The most widely accepted and recommended gold standard treatment for PALS is topical application of ultrapotent corticosteroid ointments [16], especially clobetasol propionate 0.05% ointment. The anti-inflammatory properties of clobetasol are most effective in the treatment of SALV, which is reflected in the reduction of inflammation and the prevention of progression of the condition and subsequent scarring. Topical ultrapotent corticosteroids are first-line therapy in the treatment of SALV (mometasone furoate, clobetasol proprionate (Ib, A). Clinical guidelines published in 2014 by the American Association of Child and Adolescent Gynecologists suggest the use of highly active glucocorticoid drugs in the long term as first-line drugs mode.They have the following effects:

- anti-inflammatory effect;

- antihyperplastic effect on the proliferating superficial layers of the skin;

- antiallergic, local analgesic and antipruritic properties;

- inhibitory effect on the functions of cellular and humoral immunity.

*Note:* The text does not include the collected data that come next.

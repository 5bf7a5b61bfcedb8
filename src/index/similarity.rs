//! Vector similarity for embeddings.

/// Cosine similarity between two vectors, in [-1, 1].
///
/// A zero-norm vector has no direction; similarity against it is 0.
pub fn cosine_similarity(a: &[f32], b: &[f32]) -> f32 {
    let mut dot = 0.0f32;
    let mut norm_a = 0.0f32;
    let mut norm_b = 0.0f32;

    for (x, y) in a.iter().zip(b.iter()) {
        dot += x * y;
        norm_a += x * x;
        norm_b += y * y;
    }

    if norm_a == 0.0 || norm_b == 0.0 {
        return 0.0;
    }
    dot / (norm_a.sqrt() * norm_b.sqrt())
}

/// Retrieval score: cosine similarity clamped to [0, 1].
///
/// Negative similarity means "unrelated", not "worth ranking below
/// unrelated"; clamping keeps scores in the range the answer layer expects.
pub fn relevance_score(a: &[f32], b: &[f32]) -> f32 {
    cosine_similarity(a, b).clamp(0.0, 1.0)
}
//! Text embedding collaborators.

use crate::defaults;
use crate::error::{LecternError, Result};
use async_trait::async_trait;

/// Trait for turning text into a fixed-dimension vector.
///
/// Implementations must be deterministic for identical input within a
/// recording's lifetime: the retriever embeds queries with the same
/// instance the indexer used, and a drifting embedding space silently
/// breaks ranking.
#[async_trait]
pub trait Embedder: Send + Sync {
    /// Embed a piece of text.
    async fn embed(&self, text: &str) -> Result<Vec<f32>>;

    /// Dimension of the vectors this embedder produces.
    fn dimension(&self) -> usize;
}

/// Deterministic feature-hashing embedder.
///
/// Lowercased alphanumeric tokens are hashed into a fixed number of
/// buckets and the bucket counts are L2-normalized. No model, no network;
/// good enough for lexical-overlap retrieval in the CLI and in tests.
#[derive(Debug, Clone)]
pub struct HashEmbedder {
    dimension: usize,
}

impl HashEmbedder {
    pub fn new(dimension: usize) -> Self {
        Self { dimension }
    }
}

impl Default for HashEmbedder {
    fn default() -> Self {
        Self::new(defaults::HASH_EMBEDDING_DIM)
    }
}

#[async_trait]
impl Embedder for HashEmbedder {
    async fn embed(&self, text: &str) -> Result<Vec<f32>> {
        let mut vector = vec![0.0f32; self.dimension];

        for token in tokenize(text) {
            let bucket = (seahash::hash(token.as_bytes()) % self.dimension as u64) as usize;
            vector[bucket] += 1.0;
        }

        let norm: f32 = vector.iter().map(|x| x * x).sum::<f32>().sqrt();
        if norm > 0.0 {
            for value in &mut vector {
                *value /= norm;
            }
        }

        Ok(vector)
    }

    fn dimension(&self) -> usize {
        self.dimension
    }
}

/// Lowercase alphanumeric tokens of the input.
fn tokenize(text: &str) -> impl Iterator<Item = String> + '_ {
    text.split(|c: char| !c.is_alphanumeric())
        .filter(|t| !t.is_empty())
        .map(|t| t.to_lowercase())
}

/// Mock embedder for testing
#[derive(Debug, Clone)]
pub struct MockEmbedder {
    dimension: usize,
    should_fail: bool,
    delay: Option<std::time::Duration>,
}

impl MockEmbedder {
    /// Create a new mock embedder with default settings
    pub fn new() -> Self {
        Self {
            dimension: 4,
            should_fail: false,
            delay: None,
        }
    }

    /// Configure the vector dimension
    pub fn with_dimension(mut self, dimension: usize) -> Self {
        self.dimension = dimension;
        self
    }

    /// Configure the mock to fail on embed
    pub fn with_failure(mut self) -> Self {
        self.should_fail = true;
        self
    }

    /// Configure the mock to sleep before responding (for timeout tests)
    pub fn with_delay(mut self, delay: std::time::Duration) -> Self {
        self.delay = Some(delay);
        self
    }
}

impl Default for MockEmbedder {
    fn default() -> Self {
        Self::new()
    }
}

#[async_trait]
impl Embedder for MockEmbedder {
    async fn embed(&self, text: &str) -> Result<Vec<f32>> {
        if let Some(delay) = self.delay {
            tokio::time::sleep(delay).await;
        }
        if self.should_fail {
            return Err(LecternError::Embedding {
                message: "mock embedding failure".to_string(),
            });
        }
        // Length-derived vector: deterministic and distinct enough for tests
        let mut vector = vec![0.0f32; self.dimension];
        vector[text.len() % self.dimension] = 1.0;
        Ok(vector)
    }

    fn dimension(&self) -> usize {
        self.dimension
    }
}

#[cfg(test)]
mod tests {
    use super::*;
    use crate::index::similarity::cosine_similarity;

    #[tokio::test]
    async fn test_hash_embedder_is_deterministic() {
        let embedder = HashEmbedder::new(64);
        let a = embedder.embed("entropy of a closed system").await.unwrap();
        let b = embedder.embed("entropy of a closed system").await.unwrap();
        assert_eq!(a, b);
    }

    #[tokio::test]
    async fn test_hash_embedder_output_is_normalized() {
        let embedder = HashEmbedder::new(64);
        let v = embedder.embed("some lecture text here").await.unwrap();
        let norm: f32 = v.iter().map(|x| x * x).sum::<f32>().sqrt();
        assert!((norm - 1.0).abs() < 1e-5);
    }

    #[tokio::test]
    async fn test_hash_embedder_empty_text_is_zero_vector() {
        let embedder = HashEmbedder::new(16);
        let v = embedder.embed("").await.unwrap();
        assert!(v.iter().all(|x| *x == 0.0));
        assert_eq!(v.len(), 16);
    }

    #[tokio::test]
    async fn test_hash_embedder_overlap_scores_higher_than_disjoint() {
        let embedder = HashEmbedder::default();
        let query = embedder.embed("what is entropy").await.unwrap();
        let relevant = embedder
            .embed("entropy measures disorder in a system")
            .await
            .unwrap();
        let unrelated = embedder
            .embed("the midterm will be next tuesday")
            .await
            .unwrap();

        let relevant_score = cosine_similarity(&query, &relevant);
        let unrelated_score = cosine_similarity(&query, &unrelated);
        assert!(
            relevant_score > unrelated_score,
            "expected {} > {}",
            relevant_score,
            unrelated_score
        );
    }

    #[tokio::test]
    async fn test_hash_embedder_is_case_insensitive() {
        let embedder = HashEmbedder::new(64);
        let a = embedder.embed("Entropy Measures Disorder").await.unwrap();
        let b = embedder.embed("entropy measures disorder").await.unwrap();
        assert_eq!(a, b);
    }

    #[tokio::test]
    async fn test_mock_embedder_failure() {
        let embedder = MockEmbedder::new().with_failure();
        let result = embedder.embed("anything").await;

        match result {
            Err(LecternError::Embedding { message }) => {
                assert_eq!(message, "mock embedding failure");
            }
            _ => panic!("Expected Embedding error"),
        }
    }

    #[tokio::test]
    async fn test_mock_embedder_dimension() {
        let embedder = MockEmbedder::new().with_dimension(8);
        let v = embedder.embed("hi").await.unwrap();
        assert_eq!(v.len(), 8);
        assert_eq!(embedder.dimension(), 8);
    }
}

Summarizing recommendations for the treatment of SALV in children, taking into account the level of evidence, American colleagues presented them as follows:

1. Therapy in patients with SALV should begin with the use of highly active glucocorticoid drugs. Level II-2 B

.

2. There is limited data justifying the possibility of using immunomodulators both when treatment is ineffective and when patients refuse medications with glucocorticoids. Level II-3 B.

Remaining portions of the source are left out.